Victor Ayoli
Les producteurs de melons, comme ceux d'abricots, jettent leur
production. Un scandale et une honte. Mais aussi une réalité qui
décourage, pousse à la ruine et souvent au suicide bien des
agriculteurs.
Concurrence « libre » mais faussée des produits
équivalents espagnols se plaignent les exploitants français. C'est vrai
et cela ne changera pas tant qu'une harmonisation sociale, fiscale et
normative au niveau de l'Europe ne corrigera pas cette concurrence
faussée. Ca, c'est un problème conjoncturel concernant un secteur précis
de l'activité agricole. Mais il est un parmi une foultitude de
problèmes constituant ce qu'il est convenu d'appeler « la crise de la
filière agricole ».
Les producteurs de lait ne sont pas mieux lotis. Le prix du lait est
le même que celui qu'on leur payait en...1991 ! A cette époque, une
vache rapportait autant qu'un hectare de blé. Aujourd'hui, il faut 7 à 8
vaches pour égaler le produit d'un hectare de blé…

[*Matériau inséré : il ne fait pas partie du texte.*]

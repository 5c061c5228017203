use anyhow::Result;
use serde_json::json;

// Smoke script against a locally running server; run with
// `cargo test quick_dev -- --ignored --nocapture`.
#[tokio::test]
#[ignore = "requires a running server and database"]
async fn quick_dev() -> Result<()> {
    let hc = httpc_test::new_client("http://localhost:8080/api")?;

    hc.do_post(
        "/auth/register",
        json!({
          "name": "leo",
          "email": "leo@example.com",
          "password": "123456",
          "passwordConfirm": "123456",
        }),
    )
    .await?
    .print()
    .await?;

    hc.do_post(
        "/auth/login",
        json!({
          "email": "leo@example.com",
          "password": "123456",
        }),
    )
    .await?
    .print()
    .await?;

    hc.do_post(
        "/groups",
        json!({
          "title": "Rustaceans",
          "slug": "rustaceans",
          "description": "Posts about the crab language",
        }),
    )
    .await?
    .print()
    .await?;

    hc.do_post(
        "/posts",
        json!({
          "text": "First post from the smoke script",
        }),
    )
    .await?
    .print()
    .await?;

    hc.do_get("/posts?page=1").await?.print().await?;

    hc.do_get("/groups/rustaceans").await?.print().await?;

    hc.do_get("/profiles/leo").await?.print().await?;

    hc.do_post("/profiles/leo/follow", json!({})).await?.print().await?;

    hc.do_get("/feed").await?.print().await?;

    Ok(())
}
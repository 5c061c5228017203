use std::sync::Arc;

use crate::{
    models::groups::{CreateGroupDto, Group},
    repositories::groups_repo::GroupsRepository,
    Error, Result,
};

#[derive(Clone)]
pub struct GroupsService {
    groups: Arc<dyn GroupsRepository>,
}

impl GroupsService {
    pub fn new(groups: Arc<dyn GroupsRepository>) -> Self {
        Self { groups }
    }

    pub async fn create_group(&self, dto: CreateGroupDto) -> Result<Group> {
        if self.groups.find_by_slug(&dto.slug).await?.is_some() {
            return Err(Error::BadRequest("Slug already exists".to_string()));
        }

        self.groups
            .create_group(&dto.title, &dto.slug, &dto.description)
            .await
    }

    pub async fn list_groups(&self) -> Result<Vec<Group>> {
        self.groups.list_groups().await
    }
}
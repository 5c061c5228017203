use chrono::{DateTime, Utc};
use serde::{Deserialize, Serialize};
use uuid::Uuid;
use validator::Validate;

/// Comment row joined with its author's name, as rendered under a post.
#[derive(Debug, Deserialize, Serialize, sqlx::FromRow, Clone)]
pub struct CommentWithAuthor {
    pub id: Uuid,
    pub post_id: Uuid,
    pub author_id: Uuid,
    pub author_name: String,
    pub text: String,
    #[serde(rename = "createdAt")]
    pub created_at: DateTime<Utc>,
}

#[derive(Validate, Debug, Deserialize)]
pub struct CreateCommentDto {
    #[validate(length(min = 1, message = "Text is required"))]
    pub text: String,
}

Et que dire des filières porcines, volaillères, ovines, bovines.
Partout la crise qui peut se résumer en une phrase : le prix offert par
les metteurs en marché est souvent inférieur au prix de revient des
producteurs. En 2016, un agriculteur sur deux a « gagné » moins de 350
euros par mois ! Résultats : la crise, la ruine des exploitations à
taille humaine, les suicides et le glissement inéluctable vers une
agriculture industrielle dont l'exemple étasunien donne un exemple
effrayant : usines à viande auprès desquelles notre « ferme à mille
vaches » est un doux havre écolo, fruits et légumes OGM bourrés de
pesticides, etc... C'est le triomphe de la « malbouffe ».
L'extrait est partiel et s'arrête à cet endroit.